Mitt Romney says he’s actually more conservative than Donald Trump on some issues

The former GOP presidential nominee supported a pathway to citizenship for DACA recipients in 2012. But not anymore.

Mitt and Ann Romney attend their local caucus meeting with other members of the Holladay Precinct 23 at Cottonwood High School in Murray, Utah, on Tuesday, March 20, 2018. A combined 35 caucuses held opening ceremonies together at the school. (Leah Hogsten/The Salt Lake Tribune via AP)
Mitt and Ann Romney attend a local caucus meeting last week in Murray, Utah. –Leah Hogsten / The Salt Lake Tribune via AP

Mitt Romney may have moved west, but his political evolution continues toward the right.
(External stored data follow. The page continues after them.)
//! Test utilities for pidfmt.
//!
//! Provides the parser and runner for the infix test file format
//! (`tests/infix/*.test`) and a tracing initializer for tests.

pub mod infix;

use std::collections::BTreeMap;
use std::fmt;

use tracing_subscriber::EnvFilter;

/// Route checker logs to the test harness, filtered by `RUST_LOG`.
///
/// Safe to call from every test; only the first call installs a subscriber.
pub fn init_tracing() {
    let _ = tracing_subscriber::fmt()
        .with_env_filter(EnvFilter::from_default_env())
        .with_test_writer()
        .try_init();
}

/// The outcome of running one infix case.
#[derive(Debug, Clone, PartialEq)]
pub enum TestResult {
    /// Expression accepted with the expected tree.
    Accepted,
    /// Expression rejected with the expected error class.
    Rejected { class: &'static str },
    /// Expected vs actual mismatch.
    Fail { expected: String, actual: String },
}

impl TestResult {
    pub fn is_pass(&self) -> bool {
        !matches!(self, TestResult::Fail { .. })
    }
}

/// Tally of an infix test file: acceptances, rejections per error class, and
/// failures.
#[derive(Debug, Default)]
pub struct TestSummary {
    pub accepted: usize,
    pub rejected: BTreeMap<&'static str, usize>,
    pub failed: usize,
    pub failures: Vec<TestFailure>,
}

/// A single test failure with context.
#[derive(Debug, Clone)]
pub struct TestFailure {
    pub name: String,
    pub line: usize,
    pub expected: String,
    pub actual: String,
}

impl TestSummary {
    pub fn new() -> Self {
        Self::default()
    }

    pub fn record(&mut self, name: impl Into<String>, line: usize, result: TestResult) {
        match result {
            TestResult::Accepted => self.accepted += 1,
            TestResult::Rejected { class } => *self.rejected.entry(class).or_default() += 1,
            TestResult::Fail { expected, actual } => {
                self.failed += 1;
                self.failures.push(TestFailure {
                    name: name.into(),
                    line,
                    expected,
                    actual,
                });
            }
        }
    }

    /// Passing error cases of one class.
    pub fn rejections(&self, class: &str) -> usize {
        self.rejected.get(class).copied().unwrap_or(0)
    }

    pub fn passed(&self) -> usize {
        self.accepted + self.rejected.values().sum::<usize>()
    }

    pub fn total(&self) -> usize {
        self.passed() + self.failed
    }

    pub fn all_passed(&self) -> bool {
        self.failed == 0
    }
}

impl fmt::Display for TestSummary {
    fn fmt(&self, f: &mut fmt::Formatter<'_>) -> fmt::Result {
        writeln!(f, "\n{}", "═".repeat(60))?;
        writeln!(f, "Infix cases: {} total, {} failed", self.total(), self.failed)?;
        writeln!(f, "  accepted: {}", self.accepted)?;
        for (class, count) in &self.rejected {
            writeln!(f, "  rejected as {}: {}", class, count)?;
        }

        if !self.failures.is_empty() {
            writeln!(f, "\nFailures:")?;
            for failure in &self.failures {
                writeln!(f, "\n  {} (line {})", failure.name, failure.line)?;
                writeln!(f, "    expected: {}", failure.expected)?;
                writeln!(f, "    actual:   {}", failure.actual)?;
            }
        }
        writeln!(f, "{}", "═".repeat(60))?;
        Ok(())
    }
}

#[cfg(test)]
mod tests {
    use super::*;

    #[test]
    fn summary_counts_rejections_by_class() {
        let mut summary = TestSummary::new();
        summary.record("a", 1, TestResult::Accepted);
        summary.record("b", 8, TestResult::Rejected { class: "syntax" });
        summary.record("c", 15, TestResult::Rejected { class: "syntax" });
        summary.record("d", 22, TestResult::Rejected { class: "unknown-identifier" });
        summary.record(
            "e",
            29,
            TestResult::Fail {
                expected: "(* A B)".into(),
                actual: "error: syntax".into(),
            },
        );

        assert_eq!(summary.accepted, 1);
        assert_eq!(summary.rejections("syntax"), 2);
        assert_eq!(summary.rejections("unknown-identifier"), 1);
        assert_eq!(summary.rejections("unsupported-operator"), 0);
        assert_eq!(summary.passed(), 4);
        assert_eq!(summary.total(), 5);
        assert!(!summary.all_passed());

        let text = summary.to_string();
        assert!(text.contains("Infix cases: 5 total, 1 failed"), "{}", text);
        assert!(text.contains("rejected as syntax: 2"), "{}", text);
        assert!(text.contains("e (line 29)"), "{}", text);
    }
}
The former Massachusetts governor, now running for U.S. Senate in his new home state of Utah, told a crowd at a local campaign event Monday that he’s actually more conservative on some issues than President Donald Trump — including immigration, which has been the hardline Republican president’s hallmark issue.

Amid the skepticism of Romney’s candidacy from some far-right factions of Utah’s Republican Party, the two-time presidential candidate was asked by an audience member Monday whether — and, if so, how — he considers himself a conservative, according to the Provo-based Daily Herald.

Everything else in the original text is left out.